Once you have read the listing, retype all of it exactly.
□ □ □ □
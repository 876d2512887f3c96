// 通用的响应与分页结构

use axum::Json;
use serde::{Deserialize, Serialize};

/// 通用的API响应结构，成功时 code 恒为 0
#[derive(Debug, Serialize, Deserialize)]
pub struct ApiResponse<T> {
    pub code: i32,
    pub message: String,
    #[serde(skip_serializing_if = "Option::is_none")]
    pub data: Option<T>,
}

pub fn success_to_api_response<T: Serialize>(data: T) -> Json<ApiResponse<T>> {
    Json(ApiResponse {
        code: 0,
        message: "ok".into(),
        data: Some(data),
    })
}

/// 无数据的成功响应（登出等场景）
pub fn message_to_api_response(message: &str) -> Json<ApiResponse<()>> {
    Json(ApiResponse {
        code: 0,
        message: message.to_string(),
        data: None,
    })
}

/// 分页参数上限，防止单页把全表拉回来
pub const MAX_PAGE_SIZE: u32 = 100;

pub fn default_page_num() -> u32 {
    1
}

pub fn default_page_size() -> u32 {
    10
}

/// 修正分页参数：页码至少为1，页大小限制在 [1, 100]
pub fn clamp_page(page_num: u32, page_size: u32) -> (u32, u32) {
    (page_num.max(1), page_size.clamp(1, MAX_PAGE_SIZE))
}

/// 带分页元信息的查询结果
#[derive(Debug, Serialize, Deserialize)]
#[serde(rename_all = "camelCase")]
pub struct PageResult<T> {
    pub data: Vec<T>,
    pub total: i64,
    pub page_num: u32,
    pub page_size: u32,
    pub total_pages: u32,
    pub has_next: bool,
    pub has_prev: bool,
}

impl<T> PageResult<T> {
    pub fn new(data: Vec<T>, total: i64, page_num: u32, page_size: u32) -> Self {
        let total_pages = if total <= 0 {
            0
        } else {
            ((total as u64).div_ceil(page_size as u64)) as u32
        };

        Self {
            data,
            total,
            page_num,
            page_size,
            total_pages,
            has_next: page_num < total_pages,
            has_prev: page_num > 1,
        }
    }
}

#[cfg(test)]
mod tests {
    use super::*;

    #[test]
    fn page_params_are_clamped() {
        assert_eq!(clamp_page(0, 0), (1, 1));
        assert_eq!(clamp_page(1, 10), (1, 10));
        assert_eq!(clamp_page(5, 1000), (5, 100));
    }

    #[test]
    fn page_metadata_math() {
        let page = PageResult::new(vec![1, 2, 3], 25, 2, 10);
        assert_eq!(page.total_pages, 3);
        assert!(page.has_next);
        assert!(page.has_prev);

        let last = PageResult::<i32>::new(vec![], 25, 3, 10);
        assert!(!last.has_next);

        let empty = PageResult::<i32>::new(vec![], 0, 1, 10);
        assert_eq!(empty.total_pages, 0);
        assert!(!empty.has_next);
        assert!(!empty.has_prev);
    }

    #[test]
    fn success_envelope_shape() {
        let Json(resp) = success_to_api_response(serde_json::json!({"id": 1}));
        let value = serde_json::to_value(&resp).unwrap();
        assert_eq!(value["code"], 0);
        assert_eq!(value["message"], "ok");
        assert_eq!(value["data"]["id"], 1);

        let Json(empty) = message_to_api_response("登出成功");
        let value = serde_json::to_value(&empty).unwrap();
        assert_eq!(value["code"], 0);
        assert!(value.get("data").is_none());
    }
}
□ □ □ □
> _Worked solution_
repository 876d2512887f3c96
// 通用的响应与分页结构

use axum::Json;
use serde::{Deserialize, Serialize};

/// 通用的API响应结构，成功时 code 恒为 0
#[derive(Debug, Serialize, Deserialize)]
pub struct ApiResponse<T> {
    pub code: i32,
    pub message: String,
    #[serde(skip_serializing_if = "Option::is_none")]
    pub data: Option<T>,
}

pub fn success_to_api_response<T: Serialize>(data: T) -> Json<ApiResponse<T>> {
    Json(ApiResponse {
        code: 0,
        message: "ok".into(),
        data: Some(data),
    })
}

/// 无数据的成功响应（登出等场景）
pub fn message_to_api_response(message: &str) -> Json<ApiResponse<()>> {
    Json(ApiResponse {
        code: 0,
        message: message.to_string(),
        data: None,
    })
}

/// 分页参数上限，防止单页把全表拉回来
pub const MAX_PAGE_SIZE: u32 = 100;

pub fn default_page_num() -> u32 {
    1
}

pub fn default_page_size() -> u32 {
    10
}

/// 修正分页参数：页码至少为1，页大小限制在 [1, 100]
pub fn clamp_page(page_num: u32, page_size: u32) -> (u32, u32) {
    (page_num.max(1), page_size.clamp(1, MAX_PAGE_SIZE))
}

/// 带分页元信息的查询结果
#[derive(Debug, Serialize, Deserialize)]
#[serde(rename_all = "camelCase")]
pub struct PageResult<T> {
    pub data: Vec<T>,
    pub total: i64,
    pub page_num: u32,
    pub page_size: u32,
    pub total_pages: u32,
    pub has_next: bool,
    pub has_prev: bool,
}

impl<T> PageResult<T> {
    pub fn new(data: Vec<T>, total: i64, page_num: u32, page_size: u32) -> Self {
        let total_pages = if total <= 0 {
            0
        } else {
            ((total as u64).div_ceil(page_size as u64)) as u32
        };

        Self {
            data,
            total,
            page_num,
            page_size,
            total_pages,
            has_next: page_num < total_pages,
            has_prev: page_num > 1,
        }
    }
}

#[cfg(test)]
mod tests {
    use super::*;

    #[test]
    fn page_params_are_clamped() {
        assert_eq!(clamp_page(0, 0), (1, 1));
        assert_eq!(clamp_page(1, 10), (1, 10));
        assert_eq!(clamp_page(5, 1000), (5, 100));
    }

    #[test]
    fn page_metadata_math() {
        let page = PageResult::new(vec![1, 2, 3], 25, 2, 10);
        assert_eq!(page.total_pages, 3);
        assert!(page.has_next);
        assert!(page.has_prev);

        let last = PageResult::<i32>::new(vec![], 25, 3, 10);
        assert!(!last.has_next);

        let empty = PageResult::<i32>::new(vec![], 0, 1, 10);
        assert_eq!(empty.total_pages, 0);
        assert!(!empty.has_next);
        assert!(!empty.has_prev);
    }

    #[test]
    fn success_envelope_shape() {
        let Json(resp) = success_to_api_response(serde_json::json!({"id": 1}));
        let value = serde_json::to_value(&resp).unwrap();
        assert_eq!(value["code"], 0);
        assert_eq!(value["message"], "ok");
        assert_eq!(value["data"]["id"], 1);

        let Json(empty) = message_to_api_response("登出成功");
        let value = serde_json::to_value(&empty).unwrap();
        assert_eq!(value["code"], 0);
        assert!(value.get("data").is_none());
    }
}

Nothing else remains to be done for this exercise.